私はかなり前からアメリカの景気の鈍化を心配しています。
しかし、一方でS&500の値動きを見ていると、鈍化している景気ほど悪い数字にはなっていません。
「これなら、年始から米国株に投資していても良かったのではないか?」と自分で突っ込みたくなります。
この誤算は、やはり3月に銀行が相次いで破綻したときのFRBの対応だった気がします。このときのFRBの銀行救済策によって、アメリカの景気後退への道のりが数ヶ月分戻ってしまった気がしています。
この記事のポイント
- S&P500の値動きは現時点で年始から8%と、悪くないペースで上昇している。
- 2023年のもS&P500はFRBの資産額に連動して動いている。
- 3月の銀行救済策でFRBの資産額も増加したことがS&P500にプラスに働いている。量的引き締めの4-5ヶ月分の資産縮小がなかったことになった。
調子は悪くない米国株
最近S&P500は悪くない動きをしています。昨日時点までの年初来で8%を超える上昇を見せています。
年始からアメリカの景気後退が来ることに備えて、株をもっていなかった私にとってはこれは少し意外な展開でした。
この誤算がどこで生じたのかを考えてみると、3月がターニングポイントだったのだろうと感じます。
銀行救済策が時計の針を巻き戻した
3月に何があったかは記憶に新しい人も多いです。
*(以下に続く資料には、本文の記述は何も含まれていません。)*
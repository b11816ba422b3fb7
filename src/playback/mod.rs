//! # Playback Module
//!
//! Lifecycle of the audio source behind a read-aloud.
//!
//! ## Purpose
//! The audio element reports its own events (`play`, `pause`, `ended`,
//! `error`, `timeupdate`) and the UI issues explicit pause/resume/stop
//! calls. This module turns both into one state machine, hands the timing
//! projector a [`PlaybackClock`](crate::PlaybackClock) snapshot, and clears
//! highlights whenever playback returns to idle.
//!
//! ## Sub-modules
//! - `state` - PlaybackStatus, PlaybackEvent, PlaybackState, PlaybackAdapter
//! - `session` - ReadingSession, one live source per session
//!
//! ## States
//! - `idle` - nothing loaded; no highlight
//! - `loading` - audio requested, not yet playing
//! - `playing` / `paused` - clock is live
//! - `error` - the source failed; the message is kept for display and the
//!   engine does not retry on its own
//!
//! ## Example
//! ```rust
//! use readalong::playback::{PlaybackEvent, ReadingSession};
//! use readalong::{HighlightConfig, SourceKind};
//!
//! let mut session = ReadingSession::new(HighlightConfig::default());
//! session.add_block("The quick brown fox", SourceKind::Plain);
//!
//! let source = session.start_read().unwrap();
//! session.handle(source, PlaybackEvent::Started { duration: 2.0 }).unwrap();
//! session.time_update(source, 0.1, 2.0);
//!
//! let highlights = session.tick_all();
//! assert_eq!(highlights[0].active_index, Some(0));
//! ```
//!
//! ## Related Modules
//! - `highlighter` - reset on stop and end
//! - `timing` - consumes the clock snapshot

mod session;
mod state;


pub use session::{ReadingSession, SourceId};
pub use state::{PlaybackAdapter, PlaybackEvent, PlaybackState, PlaybackStatus};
簡単にいうと、アメリカを中心にいくつかの銀行が破綻して、FRBが銀行の救済策を打ち出す出来事がありました。
この出来事でFRBの資産が増加したことが、S&P500の株価がしぶとく上昇する要因になったと思います。
2020年以降のS&P500はFRBの資産額(から政府口座残高とリバースレポの金額の引き算したもの)に連動する動きをしています(下図)。
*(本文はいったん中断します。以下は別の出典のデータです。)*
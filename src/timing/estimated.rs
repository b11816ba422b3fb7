//! Estimated-mode projection
//!
//! Spreads the playback duration over the spoken tokens in proportion to
//! their weights and picks the token the clock currently falls in.

use crate::segment::Token;

use super::types::PlaybackClock;

/// Project the clock onto a weighted token sequence.
///
/// `weights` runs parallel to `tokens`; a missing, zero or non-finite weight
/// falls back to the token's own weight (and then to 1). Whitespace tokens
/// are skipped and never returned.
///
/// Returns `None` when the clock is not engaged, the duration is unknown, or
/// there is nothing to speak.
///
/// # Example
/// ```rust
/// use readalong::{project_estimated, segment, PlaybackClock};
///
/// let tokens = segment("Hello world!", None);
/// let weights: Vec<f64> = tokens.iter().map(|t| t.weight).collect();
///
/// let start = PlaybackClock::playing(0.0, 2.0);
/// let end = PlaybackClock::playing(2.0, 2.0);
/// assert_eq!(project_estimated(&tokens, &weights, &start), Some(0));
/// assert_eq!(project_estimated(&tokens, &weights, &end), Some(2));
/// ```
pub fn project_estimated(tokens: &[Token], weights: &[f64], clock: &PlaybackClock) -> Option<usize> {
    if !clock.is_engaged() {
        return None;
    }
    let progress = clock.progress()?;

    let effective = |i: usize, token: &Token| -> f64 {
        let w = weights.get(i).copied().unwrap_or(token.weight);
        if w.is_finite() && w > 0.0 {
            w
        } else if token.weight.is_finite() && token.weight > 0.0 {
            token.weight
        } else {
            1.0
        }
    };

    let total: f64 = tokens
        .iter()
        .enumerate()
        .filter(|(_, t)| !t.is_whitespace)
        .map(|(i, t)| effective(i, t))
        .sum();
    if total <= 0.0 {
        return None;
    }

    let target = progress * total;
    let mut cumulative = 0.0;
    let mut last_spoken = None;

    for (i, token) in tokens.iter().enumerate() {
        if token.is_whitespace {
            continue;
        }
        cumulative += effective(i, token);
        last_spoken = Some(i);
        if cumulative >= target {
            return Some(i);
        }
    }

    // Rounding can leave the final cumulative sum a hair under the target
    last_spoken
}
つまり、「FRBが緩和をすれば株があがり、引き締めをすれば株価が下がる」という動きがありましたが、2023年3月の銀行の救済策は緩和的な働きをしたようです。
次のグラフはFRBの資産額ですが、銀行救済策を発表した直後に、量的引き締めで縮小させた4-5ヶ月分に相当するFRB資産がもとに戻ってしまっています。
これによって、私の投資は少し狂わされた気がします。
S&P500が下落する時期が4-5ヶ月先送りされてしまったかもしれません。ひょっとしたらアメリカが後退に入る時期も数ヶ月遅くなった可能性もあります。
ただ、だからと言って、今から米国株の投資を再開する気にはなれません。量的引き締めで今後も毎月最大で950億ドルの資産縮小が起こる一方で、銀行救済の規模は最近は頭打ちになっているので、FRB資産はこれからも減ることが見込まれるからです。
時間は巻き戻ったかもしれませんが、株の下落は2023年後半かどこかで、いずれやってくるのだろうと思って警戒しています。